US Federal Reserve chairman Ben Bernanke gives a keynote speech on Friday at the US central bank’s annual get-together in Jackson Hole, Wyoming, with investors hoping he will hint at forthcoming monetary policy moves.
“I think there’s an expectation that they [central banks] are going to deliver, but it’s to an extent what they’re going to deliver,” said Joe Rundle, head of trading at ETX Capital. If the banks are very bullish the FTSE could break through the upper end of the August range at 5,876, setting it up to target 5,900, he said.
“The risk is to the downside – if they come out and say nothing, I think we’re going to fall back quite heavily [to around] 5,625,” Rundle added.
However, not all commentators expect the Fed to undertake more quantitative easing (QE) to boost the economy.

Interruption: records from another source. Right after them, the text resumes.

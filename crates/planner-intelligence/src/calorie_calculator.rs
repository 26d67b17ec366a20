// ABOUTME: Weight-loss calorie calculation pipeline entry points
// ABOUTME: validate -> energy -> deficit -> safety, for single requests and parallel batches
//
// SPDX-License-Identifier: MIT OR Apache-2.0
// Copyright (c) 2025 Pierre Fitness Intelligence

//! Calorie Calculator
//!
//! Combines the four pipeline stages into a pure function from a
//! [`PlanInput`] to a [`WeightLossPlan`]. The engine keeps no state between
//! calls; identical inputs and configuration always give identical results.
//! [`compute`] and [`compute_batch`] always use the fixed default constants;
//! tuned values only enter through the `_with_config` variants.
//!
//! Safety is decided on the reported (rounded) daily target, so the published
//! `is_safe` flag always agrees with the published `daily_calorie_target`.

use crate::config::intelligence::PlannerConfig;
use crate::deficit_model::compute_deficit;
use crate::energy_model::compute_energy;
use crate::input_validator::validate;
use crate::safety_adjuster::{assess_safety, SafetyAssessment};
use planner_core::errors::ValidationError;
use planner_core::models::{Feasibility, PlanInput, WeightLossPlan};
use rayon::prelude::*;
use tracing::{debug, warn};

fn round_kcal(value: f64) -> i64 {
    value.round() as i64
}

/// Compute a weight-loss plan with the fixed default constants
///
/// Ignores `PLANNER_*` environment overrides: the 1200 kcal/day floor,
/// 7200 kcal/kg and the 15% loss limit always apply.
///
/// # Errors
///
/// Returns a [`ValidationError`] if any numeric input is not positive or the
/// target loss exceeds the safe fraction of body weight
pub fn compute(input: &PlanInput) -> Result<WeightLossPlan, ValidationError> {
    compute_with_config(input, &PlannerConfig::default())
}

/// Compute a weight-loss plan with an explicit configuration
///
/// # Errors
///
/// Returns a [`ValidationError`] if any numeric input is not positive or the
/// target loss exceeds the safe fraction of body weight
pub fn compute_with_config(
    input: &PlanInput,
    config: &PlannerConfig,
) -> Result<WeightLossPlan, ValidationError> {
    let input = validate(input, &config.safety).inspect_err(|error| {
        debug!(%error, "plan request rejected");
    })?;

    let energy = compute_energy(
        input.weight_kg,
        input.height_cm,
        input.age_years,
        input.sex,
        input.activity_factor,
        config,
    );
    debug!(bmr = energy.bmr, tdee = energy.tdee, sex = %input.sex, "energy estimated");

    let deficit = compute_deficit(
        energy.tdee,
        input.target_loss_kg,
        input.target_days,
        &config.safety,
    );
    let daily_calorie_target = round_kcal(deficit.daily_calorie_target);

    // Finite but huge inputs can overflow to inf or NaN
    let assessment = if energy.tdee.is_finite() && deficit.daily_calorie_target.is_finite() {
        assess_safety(
            energy.tdee,
            daily_calorie_target as f64,
            deficit.total_deficit,
            input.target_days,
            &config.safety,
        )
    } else {
        warn!(
            tdee = energy.tdee,
            daily_calorie_target = deficit.daily_calorie_target,
            "plan arithmetic overflowed; marking infeasible"
        );
        SafetyAssessment {
            is_safe: false,
            feasibility: Feasibility::Infeasible {
                floor_kcal: config.safety.min_daily_intake_kcal.round() as i64,
            },
        }
    };
    debug!(
        daily_deficit = deficit.daily_deficit,
        daily_calorie_target,
        is_safe = assessment.is_safe,
        feasibility = ?assessment.feasibility,
        "plan assessed"
    );

    Ok(WeightLossPlan {
        bmr: round_kcal(energy.bmr),
        tdee: round_kcal(energy.tdee),
        total_deficit_kcal: round_kcal(deficit.total_deficit),
        daily_deficit: round_kcal(deficit.daily_deficit),
        daily_calorie_target,
        is_safe: assessment.is_safe,
        feasibility: assessment.feasibility,
        weight_kg: input.weight_kg,
        target_loss_kg: input.target_loss_kg,
        target_days: input.target_days,
    })
}

/// Compute many independent plans in parallel with the fixed default constants
///
/// Results are returned in input order.
#[must_use]
pub fn compute_batch(inputs: &[PlanInput]) -> Vec<Result<WeightLossPlan, ValidationError>> {
    compute_batch_with_config(inputs, &PlannerConfig::default())
}

/// Compute many independent plans in parallel with an explicit configuration
///
/// Results are returned in input order.
#[must_use]
pub fn compute_batch_with_config(
    inputs: &[PlanInput],
    config: &PlannerConfig,
) -> Vec<Result<WeightLossPlan, ValidationError>> {
    debug!(count = inputs.len(), "computing plan batch");
    inputs
        .par_iter()
        .map(|input| compute_with_config(input, config))
        .collect()
}

#[cfg(test)]
mod tests {
    use super::*;
    use crate::config::intelligence::RoundingPolicy;
    use planner_core::models::Sex;

    #[test]
    fn test_default_form_values() {
        let plan = compute_with_config(&PlanInput::default(), &PlannerConfig::default()).unwrap();

        assert_eq!(plan.bmr, 1671);
        assert_eq!(plan.tdee, 2005);
        assert_eq!(plan.total_deficit_kcal, 21_600);
        assert_eq!(plan.daily_deficit, 720);
        assert_eq!(plan.daily_calorie_target, 1285);
        assert!(plan.is_safe);
        assert_eq!(plan.feasible_days(), Some(30));
    }

    #[test]
    fn test_rounded_target_decides_safety() {
        // female 55/160/40 sedentary: BMR 655 + 528 + 288 - 188 = 1283, TDEE 1539.6,
        // daily deficit 1.415 * 7200 / 30 = 339.6, so the target lands on the floor
        // up to floating-point noise
        let input = PlanInput {
            weight_kg: 55.0,
            height_cm: 160.0,
            age_years: 40,
            sex: Sex::Female,
            target_days: 30,
            target_loss_kg: 1.415,
            ..PlanInput::default()
        };
        let plan = compute_with_config(&input, &PlannerConfig::default()).unwrap();
        assert_eq!(plan.daily_calorie_target, 1200);
        assert!(plan.is_safe);
        assert_eq!(plan.feasible_days(), Some(30));
    }

    #[test]
    fn test_stagewise_policy_changes_only_rounding() {
        let stagewise = PlannerConfig {
            rounding: RoundingPolicy::Stagewise,
            ..PlannerConfig::default()
        };
        let plan = compute_with_config(&PlanInput::default(), &stagewise).unwrap();
        assert_eq!(plan.bmr, 1671);
        assert_eq!(plan.tdee, 2005);
        assert_eq!(plan.daily_calorie_target, 1285);
    }

    #[test]
    fn test_overflowing_inputs_are_infeasible() {
        let input = PlanInput {
            weight_kg: 1e308,
            target_loss_kg: 1e307,
            ..PlanInput::default()
        };
        let plan = compute_with_config(&input, &PlannerConfig::default()).unwrap();

        assert!(!plan.is_safe);
        assert_eq!(plan.feasibility, Feasibility::Infeasible { floor_kcal: 1200 });
        assert_eq!(plan.feasible_days(), None);
    }

    #[test]
    fn test_compute_uses_default_constants() {
        assert_eq!(
            compute(&PlanInput::default()),
            compute_with_config(&PlanInput::default(), &PlannerConfig::default())
        );
        let batch = compute_batch(&[PlanInput::default()]);
        assert_eq!(batch[0].as_ref().unwrap().daily_calorie_target, 1285);
    }

    #[test]
    fn test_batch_preserves_order() {
        let inputs = vec![
            PlanInput::default(),
            PlanInput {
                age_years: 0,
                ..PlanInput::default()
            },
            PlanInput {
                target_loss_kg: 8.0,
                target_days: 20,
                ..PlanInput::default()
            },
        ];
        let results = compute_batch_with_config(&inputs, &PlannerConfig::default());

        assert_eq!(results.len(), 3);
        assert!(results[0].as_ref().unwrap().is_safe);
        assert!(results[1].is_err());
        assert_eq!(
            results[2].as_ref().unwrap().feasibility,
            Feasibility::Extended { days: 72 }
        );
    }
}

“I am not expecting further QE … given I think the US has shown good signs of recovery this month in construction and also in retail. I think the US economy is doing as well as it can and doesn’t need further stimulation,” said Colin McLean, managing director of Edinburgh-based fund manager SVM.
The FTSE 100 index fell less than a point or 0.02 per cent to 5,775.71, stuck within a tight 30-point trading range from a session low of 5,749 and a high of 5,779.
Volume for the UK blue chip index remained thin at around 65 per cent of the 90-day daily average as traders returned to their desks after a long UK bank holiday weekend, with many still dragging out the summer holiday break.
“I think prices have held up pretty well given the markets have had a good run. But I think we’ll see a bit of profit-taking before the end of the month,” said SVM’s McLean.
Among the weak miners, Rio Tinto lost 1.7 per cent, with traders citing the impact of a cut in estimates and price target by Morgan Stanley for Rio and a number of other miners in a sector review, reflecting lowered commodity price forecasts for iron ore and metallurgical coal.
But takeover target Xstrata bucked the mining sector trend, adding 1.4 per cent, with its predator, commodities trader Glencore International ahead 4.7 per cent, as investors weighed up the chances of its bid succeeding ahead of key shareholders meetings. Xstrata shareholder Qatar Holdings has pushed for better terms.
Drugmakers were also a drag on the FTSE 100 index, with GlaxoSmithKline losing 0.8 per cent as UBS downgraded its rating for the stock to “neutral” from “buy” with a reduced target of 1,525p, down from 1,625p.
Peer AstraZeneca lost 0.5 per cent. The drugs group has poached Pascal Soriot from Swiss rival Roche to be its new chief executive, hoping his track record in drug innovation and dealmaking can revive a company battered by clinical trial failures and patent expiries.